More evidence government was warned about RATs
ABC’s 7.30 reports its researchers have information that several Morrison government and Labor MPs attended a presentation given to the Parliamentary Friends of Medicine group when doctors warned Australia’s PCR testing would not be able to cope.
Dr Liljeqvist said he warned members of government Australia should quickly shift to rapid testing.
That presentation was in August 2021.
By then, take-home tests had been approved in the US and UK for almost a year.
Australia’s Therapeutic Goods Administration (TGA) did not approve the sale of RAT tests for home use until November 1 2021.
The Australian Financial Review reports that the peak body for diagnostic testing, the Royal College of Pathologists of Australasia, cautioned against the use of at-home tests, releasing five statements including one as recently as December.
Health Minister Greg Hunt was not at the presentation from Dr Liljeqvist, Professor McLaws and Mr Whiting.
In a statement, a spokesperson for Mr Hunt said the minister supported a range of testing, but pointed out that RATs are not as effective as PCR testing.
The spokesperson raised the issue of some products being recalled in the US and said the government hoped “neither the Opposition nor 7.30 Report are advocating for lower safety standards to allow diagnostic tests that have been recalled by other countries”, adding “that is utterly unacceptable and irresponsible”.
“The government has been an early adopter of RATs and has been purchasing RATs since August 2020, which have been distributed to residential aged care facilities (RACF) across the country through the national medical stockpile,” the statement read.
“While RATs are a quick and efficient way of testing for COVID-19, they are not as effective as PCR testing.
“The combination of having self-tests, point-of-care tests and PCR tests available is the most effective.”
Labor MP Mike Freelander, who co-chairs the Parliamentary Friends of Medicine group, said the government and the Department of Health were too slow to take up RATs.
“Both the government and the Department of Health have been too focused on the negatives, rather than the positives and enormous benefits, that rapid antigen testing offers,” Dr Freelander told the ABC.
Isolation talks amid food and supply shortages
Talks between federal ministers and industry took place overnight and will pick up again on Wednesday to help address coronavirus-induced staff shortages.
Supply chains of essential services have been severely impacted by the outbreak, with thousands of people isolating after having contracted the virus or being designated a close contact.
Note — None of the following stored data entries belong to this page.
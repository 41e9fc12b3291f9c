// Database connection management
use crate::error::{StoreError, StoreResult};
use sqlx::{postgres::PgPoolOptions, PgPool};
use std::time::Duration;
use tracing::{info, warn};

/// Database connection pool wrapper shared by every repository.
#[derive(Clone)]
pub struct DatabasePool {
    pool: PgPool,
}

impl DatabasePool {
    /// Create a new database pool from a connection string.
    pub async fn new(connection_string: &str, max_connections: u32) -> StoreResult<Self> {
        let pool = PgPoolOptions::new()
            .max_connections(max_connections)
            .min_connections(1)
            .acquire_timeout(Duration::from_secs(30))
            .idle_timeout(Duration::from_secs(600))
            .max_lifetime(Duration::from_secs(1800))
            .connect(connection_string)
            .await
            .map_err(|e| StoreError::ConnectionFailed(e.to_string()))?;

        info!("Database connection pool created successfully");

        Ok(Self { pool })
    }

    /// Create a pool that connects on first use instead of at startup.
    /// The validation-path test suites build the application with this so
    /// they can exercise handlers without a reachable database.
    pub fn connect_lazy(connection_string: &str) -> StoreResult<Self> {
        let pool = PgPoolOptions::new()
            .max_connections(1)
            .connect_lazy(connection_string)
            .map_err(|e| StoreError::ConnectionFailed(e.to_string()))?;

        Ok(Self { pool })
    }

    /// Wrap an already-connected pool.
    pub fn from_pool(pool: PgPool) -> Self {
        Self { pool }
    }

    /// Get the underlying PgPool.
    pub fn pool(&self) -> &PgPool {
        &self.pool
    }

    /// Apply the embedded schema migrations.
    pub async fn run_migrations(&self) -> StoreResult<()> {
        sqlx::migrate!("./migrations")
            .run(&self.pool)
            .await
            .map_err(|e| StoreError::MigrationFailed(e.to_string()))?;

        info!("Database migrations applied");
        Ok(())
    }

    /// Check if the pool is healthy.
    pub async fn is_healthy(&self) -> bool {
        match sqlx::query("SELECT 1").fetch_one(&self.pool).await {
            Ok(_) => true,
            Err(e) => {
                warn!("Database health check failed: {}", e);
                false
            }
        }
    }
}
The supply issues have forced some major food retailers to enforce product limits on several items.
Small Business Minister Anne Ruston is reportedly speaking with industry groups.
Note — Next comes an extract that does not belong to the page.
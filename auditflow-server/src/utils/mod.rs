//! Shared utilities for request handlers

pub mod timestamps;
The talks come after the Australian Health Protection Principal Committee released preliminary advice on Monday for grocery supply workers, which would allow them to come out of isolation and back to work if they test negative after being a close contact.
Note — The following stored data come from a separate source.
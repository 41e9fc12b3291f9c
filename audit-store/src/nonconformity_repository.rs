use chrono::Utc;
use sqlx::{Pool, Postgres};
use uuid::Uuid;

use crate::error::StoreResult;
use crate::models::NewNonConformity;

/// Repository for non-conformity findings
#[derive(Debug, Clone)]
pub struct NonConformityRepository {
    pool: Pool<Postgres>,
}

impl NonConformityRepository {
    pub fn new(pool: Pool<Postgres>) -> Self {
        Self { pool }
    }

    /// Record a new finding. Every call creates a new row; there is no
    /// merge against prior findings for the same question. The detection
    /// timestamp is always assigned here, closure metadata is stored as
    /// supplied without any workflow enforcement.
    pub async fn insert(&self, finding: NewNonConformity) -> StoreResult<Uuid> {
        let (nc_id,): (Uuid,) = sqlx::query_as(
            r#"
            INSERT INTO non_conformities (
                nc_id, audit_id, question_id, description, severity, status,
                responsible_id, due_date, evidence_url, closed_at,
                closure_comment, detected_at
            ) VALUES ($1, $2, $3, $4, $5, $6, $7, $8, $9, $10, $11, $12)
            RETURNING nc_id
            "#,
        )
        .bind(Uuid::new_v4())
        .bind(finding.audit_id)
        .bind(finding.question_id)
        .bind(&finding.description)
        .bind(finding.severity.as_str())
        .bind(finding.status.as_str())
        .bind(finding.responsible_id)
        .bind(finding.due_date)
        .bind(&finding.evidence_url)
        .bind(finding.closed_at)
        .bind(&finding.closure_comment)
        .bind(Utc::now())
        .fetch_one(&self.pool)
        .await?;

        Ok(nc_id)
    }
}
The advice will be presented to national cabinet when it next meets on Thursday.
Work is also under way to expand the advice to other essential sectors such as medical suppliers, aviation, childcare and education.
On Wednesday, Prime Minister Scott Morrison is set to meet with the National Coordinating Mechanism and ministers to discuss possible changes to the AHPPC advice.
Among the changes are that essential services should ensure workers receive a COVID-19 booster shot.
Staff in essential services would be able to continue to work after an exposure provided they have a negative rapid test, with regular rapid testing afterwards.
The exact timing of how often the rapid testing would need to be undertaken for employees is yet to be determined.